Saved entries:
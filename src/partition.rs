use crate::range::RangeSpec;
use crate::Int;

/// Splits `[1, limit)` into `n_threads` interleaved ranges: range `i` starts at
/// `1 + i` and strides by `n_threads`, so each covers one residue class.
///
/// Returns no ranges when `n_threads` is zero.
pub fn interleaved(limit: Int, n_threads: Int) -> Vec<RangeSpec> {
    (0..n_threads)
        .map(|i| RangeSpec::new(1 + i, limit, n_threads))
        .collect()
}
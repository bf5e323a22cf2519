use thiserror::Error;

pub type Result<T> = std::result::Result<T, BenchError>;

#[derive(Error, Debug)]
pub enum BenchError {
    #[error("range step must be non-zero (start {start}, end {end})")]
    ZeroStep { start: u32, end: u32 },

    #[error("failed to spawn worker {id}: {source}")]
    Spawn {
        id: usize,
        #[source]
        source: std::io::Error,
    },

    #[error("worker {id} panicked before returning its partition")]
    WorkerPanicked { id: usize },

    #[error("console write failed: {0}")]
    Io(#[from] std::io::Error),
}
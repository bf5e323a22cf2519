use std::io::{self, Write};
use std::sync::{Mutex, MutexGuard};

use crate::bench::RunReport;
use crate::error::Result;
use crate::Int;

static CONSOLE: Mutex<()> = Mutex::new(());

/// Serializes writers on the shared console. A poisoned lock is still handed
/// out since the guarded state is `()`.
pub fn lock() -> MutexGuard<'static, ()> {
    CONSOLE.lock().unwrap_or_else(|poisoned| poisoned.into_inner())
}

/// Writes `[ a b c ]` followed by a newline.
pub fn write_sequence<W: Write>(out: &mut W, values: &[Int]) -> io::Result<()> {
    write!(out, "[")?;
    for value in values {
        write!(out, " {value}")?;
    }
    writeln!(out, " ]")
}

/// Writes `<label>: <ms>ms elapsed` followed by a newline.
pub fn write_report<W: Write>(out: &mut W, report: &RunReport) -> io::Result<()> {
    writeln!(out, "{}: {}ms elapsed", report.label, report.elapsed.as_millis())
}

pub fn print_sequence(values: &[Int]) -> Result<()> {
    let _guard = lock();
    let stdout = io::stdout();
    let mut out = io::BufWriter::new(stdout.lock());
    write_sequence(&mut out, values)?;
    out.flush()?;
    Ok(())
}

pub fn report(report: &RunReport) -> Result<()> {
    let _guard = lock();
    let mut out = io::stdout().lock();
    write_report(&mut out, report)?;
    Ok(())
}
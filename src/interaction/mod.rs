//! Per-event decisions for react-bot.
//!
//! This module provides the policy applied to each polled event:
//! - Deciding whether an event qualifies for a reaction, and which one
//! - Throttling reactions with a shared cooldown counter

pub mod rate_gate;
pub mod responder;
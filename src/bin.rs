//! Binary entry point for `react-bot`.
//!
//! This module provides the command-line interface for react-bot with options
//! for the configuration file path and logging verbosity. It loads configuration,
//! sets up logging, and runs the bot until interrupted.

use clap::Parser;
use opentelemetry::trace::TracerProvider;
use opentelemetry_otlp::{Protocol, WithExportConfig};
use react_bot::base::{
    config::Config,
    types::{Res, Void},
};
use tracing::{debug, error, info};
use tracing_subscriber::{EnvFilter, filter::LevelFilter, layer::SubscriberExt, util::SubscriberInitExt};

/// React-bot – adds emoji reactions to messages in watched Slack channels.
///
/// Configuration can come from `config.toml` or `REACT_BOT_*` environment variables.
#[derive(Parser, Debug)]
#[command(version, about, long_about = None)]
struct Args {
    /// Override the config file path (optional).
    ///
    /// By default, the bot will look for a config file at `./config.toml`
    /// in the current directory.
    #[arg(short, long)]
    config: Option<std::path::PathBuf>,
    /// Increase log verbosity (-v, -vv, etc.).
    ///
    /// Use multiple times to increase verbosity:
    /// - No flag: INFO level
    /// - -v: DEBUG level
    /// - -vv or more: TRACE level
    ///
    /// Ignored when the config sets `log_filter`.
    #[arg(short, long, action = clap::ArgAction::Count)]
    verbose: u8,
}

/// Main entry point for the react-bot binary.
///
/// Loads configuration, sets up logging, and runs the bot. An interrupt exits cleanly.
#[tokio::main]
async fn main() -> Void {
    let args = Args::parse();

    let config = load_config(&args)?;

    init_tracing(args.verbose, config.log_filter.as_deref(), config.otlp_enabled)?;

    debug!("Config: {:?}", config);

    // Run until the loop fails or the operator interrupts.

    let result = tokio::select! {
        result = react_bot::start(config) => result,
        signal = tokio::signal::ctrl_c() => {
            signal?;
            info!("Interrupted; shutting down.");
            Ok(())
        }
    };

    if let Err(err) = &result {
        error!("Fatal exception: {:?}", err);
    }

    result
}

/// Load the configuration, logging a failure as fatal.
///
/// Logging settings live in the configuration, so a failure is reported with the
/// verbosity-only defaults.
fn load_config(args: &Args) -> Res<Config> {
    Config::load(args.config.as_deref()).inspect_err(|err| {
        // A subscriber may already be installed.
        let _ = init_tracing(args.verbose, None, false);
        error!("Fatal exception: {:?}", err);
    })
}

/// Build the level filter: `directive` when set, otherwise the `-v` count.
fn log_filter(verbose: u8, directive: Option<&str>) -> Res<EnvFilter> {
    let level = match verbose {
        0 => tracing::Level::INFO,
        1 => tracing::Level::DEBUG,
        _ => tracing::Level::TRACE,
    };

    let filter = EnvFilter::builder()
        .with_default_directive(LevelFilter::from_level(level).into())
        .parse(directive.unwrap_or_default())?;

    Ok(filter)
}

/// Install the global subscriber.
fn init_tracing(verbose: u8, directive: Option<&str>, otlp_enabled: bool) -> Void {
    let filter = log_filter(verbose, directive)?;

    // Prepare the log layer.

    let stdout = tracing_subscriber::fmt::layer()
        .with_ansi(true)
        .with_level(true)
        .with_file(false)
        .with_target(false)
        .with_thread_ids(false)
        .with_thread_names(false);

    // Prepare the otlp layer.

    let otel = if otlp_enabled {
        let exporter = opentelemetry_otlp::SpanExporter::builder().with_http().with_protocol(Protocol::HttpBinary).build()?;
        let tracer = opentelemetry_sdk::trace::SdkTracerProvider::builder().with_simple_exporter(exporter).build().tracer("react-bot");
        Some(tracing_opentelemetry::layer().with_tracer(tracer))
    } else {
        None
    };

    tracing_subscriber::registry().with(otel).with(filter).with(stdout).try_init()?;

    Ok(())
}

// Tests.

EXERCISE OBJECTIVE »
Return only the exact lines from the opening of the records through the line that contains "u32, end: u32", both included.

FINISHED TASK »
filename src/partition.rs
use crate::range::RangeSpec;
use crate::Int;

/// Splits `[1, limit)` into `n_threads` interleaved ranges: range `i` starts at
/// `1 + i` and strides by `n_threads`, so each covers one residue class.
///
/// Returns no ranges when `n_threads` is zero.
pub fn interleaved(limit: Int, n_threads: Int) -> Vec<RangeSpec> {
    (0..n_threads)
        .map(|i| RangeSpec::new(1 + i, limit, n_threads))
        .collect()
}
repository bf5e323a22cf2519
use thiserror::Error;

pub type Result<T> = std::result::Result<T, BenchError>;

#[derive(Error, Debug)]
pub enum BenchError {
    #[error("range step must be non-zero (start {start}, end {end})")]
    ZeroStep { start: u32, end: u32 },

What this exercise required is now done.